Return a copy of every line in the records that includes the word "MemorySource".
━━ GIVEN ENTRIES ━━
//! Exports and key attachment driven from real runs.

use chrono::{NaiveDate, NaiveDateTime};
use r360_core::{
    engine::KeyEngine,
    publish::{attach_key, Dataset, KeyTable},
    source::{MemorySource, PartyKind},
    store::KeyStore,
    types::Mode,
    MemoryKeyStore, R360Config, R360Error,
};
use std::fs;

fn at(day: u32) -> NaiveDateTime {
    NaiveDate::from_ymd_opt(2024, 5, day)
        .expect("date")
        .and_hms_opt(1, 0, 0)
        .expect("time")
}

fn source() -> MemorySource {
    let mut src = MemorySource::new();
    src.account(100, 1)
        .account(101, 2)
        .account(7, 3)
        .primary_address(PartyKind::Person, 1, 50, None)
        .primary_address(PartyKind::Person, 2, 50, None);
    src
}

#[test]
fn run_writes_one_export_per_mode() {
    let out = tempfile::tempdir().expect("tempdir");
    let mut config = R360Config::with_modes(&[Mode::Portfolio, Mode::Address]);
    config.output_dir = Some(out.path().to_string_lossy().into_owned());

    let mut engine = KeyEngine::new(config, MemoryKeyStore::new());
    let report = engine.run(&source(), at(17)).expect("run");

    let portfolio = out.path().join("r360_portfolio_20240517.csv");
    assert_eq!(report.modes[0].export.as_deref(), Some(portfolio.as_path()));
    assert!(out.path().join("r360_address_20240517.csv").exists());

    // Natural account order, header first.
    let text = fs::read_to_string(&portfolio).expect("export");
    assert_eq!(text, "account_id,key_id\n7,1\n100,2\n101,2\n");

    let leftovers = fs::read_dir(out.path())
        .expect("read dir")
        .filter_map(Result::ok)
        .filter(|e| e.file_name().to_string_lossy().ends_with(".tmp"))
        .count();
    assert_eq!(leftovers, 0);
}

#[test]
fn blocked_export_does_not_undo_a_committed_run() {
    let out = tempfile::tempdir().expect("tempdir");
    // A directory squatting on the portfolio file name makes its rename fail.
    fs::create_dir(out.path().join("r360_portfolio_20240518.csv")).expect("blocker");
    let mut config = R360Config::with_modes(&[Mode::Portfolio, Mode::Address]);
    config.output_dir = Some(out.path().to_string_lossy().into_owned());

    let mut engine = KeyEngine::new(config, MemoryKeyStore::new());
    let report = engine.run(&source(), at(18)).expect("run still succeeds");

    assert!(report.committed);
    let exports: Vec<_> = report.modes.iter().map(|m| (m.mode, m.export.is_some())).collect();
    assert_eq!(exports, vec![(Mode::Portfolio, false), (Mode::Address, true)]);
    assert_eq!(engine.store().current(Mode::Portfolio).expect("current").len(), 3);

    let leftovers = fs::read_dir(out.path())
        .expect("read dir")
        .filter_map(Result::ok)
        .filter(|e| e.file_name().to_string_lossy().ends_with(".tmp"))
        .count();
    assert_eq!(leftovers, 0);
}

#[test]
fn dry_run_exports_without_committing() {
    let out = tempfile::tempdir().expect("tempdir");
    let mut config = R360Config::with_modes(&[Mode::Portfolio]);
    config.output_dir = Some(out.path().to_string_lossy().into_owned());

    let engine = KeyEngine::new(config, MemoryKeyStore::new());
    let report = engine.dry_run(&source(), at(2)).expect("dry run");

    assert!(!report.committed);
    assert!(out.path().join("r360_portfolio_20240502.csv").exists());
    let table = KeyTable::from_store(engine.store(), Mode::Portfolio).expect("table");
    assert!(table.is_empty());
}

#[test]
fn attach_key_from_store_and_from_export_agree() {
    let out = tempfile::tempdir().expect("tempdir");
    let mut config = R360Config::with_modes(&[Mode::Portfolio]);
    config.output_dir = Some(out.path().to_string_lossy().into_owned());
    let mut engine = KeyEngine::new(config, MemoryKeyStore::new());
    let report = engine.run(&source(), at(3)).expect("run");

    let dataset = Dataset::from_csv("acctnbr,balance\n101,10.50\n555,3.00\n7,\n".as_bytes())
        .expect("dataset");

    let from_store = KeyTable::from_store(engine.store(), Mode::Portfolio).expect("store table");
    let export = report.modes[0].export.clone().expect("export path");
    let from_csv = KeyTable::from_csv(Mode::Portfolio, fs::File::open(export).expect("open"))
        .expect("csv table");

    let a = attach_key(&dataset, "acctnbr", &from_store).expect("attach");
    let b = attach_key(&dataset, "acctnbr", &from_csv).expect("attach");
    assert_eq!(a, b);
    assert_eq!(a.rows.len(), dataset.rows.len());
    assert_eq!(a.column("portfolio_key").expect("key column"), vec![Some("2"), None, Some("1")]);
    // Existing columns are untouched, nulls included.
    assert_eq!(a.column("balance").expect("balance"), vec![Some("10.50"), Some("3.00"), None]);

    let mut written = Vec::new();
    a.write_csv(&mut written).expect("write");
    assert_eq!(
        String::from_utf8(written).expect("utf-8"),
        "acctnbr,balance,portfolio_key\n101,10.50,2\n555,3.00,\n7,,1\n"
    );
}

#[test]
fn join_column_is_matched_verbatim() {
    let table = KeyTable::from_assignments(
        Mode::Ownership,
        vec![r360_core::types::KeyAssignment { account_id: "100".into(), key_id: "4".into() }],
    );
    let dataset = Dataset::from_csv("acct\n0100\n100\n".as_bytes()).expect("dataset");
    let joined = attach_key(&dataset, "acct", &table).expect("attach");
    assert_eq!(joined.column("ownership_key").expect("key"), vec![None, Some("4")]);

    let err = attach_key(&dataset, "acctnbr", &table).expect_err("missing column");
    assert!(matches!(err, R360Error::MissingColumn { .. }));
}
━━━
**EXERCISE ANSWER**:
    source::{MemorySource, PartyKind},
fn source() -> MemorySource {
    let mut src = MemorySource::new();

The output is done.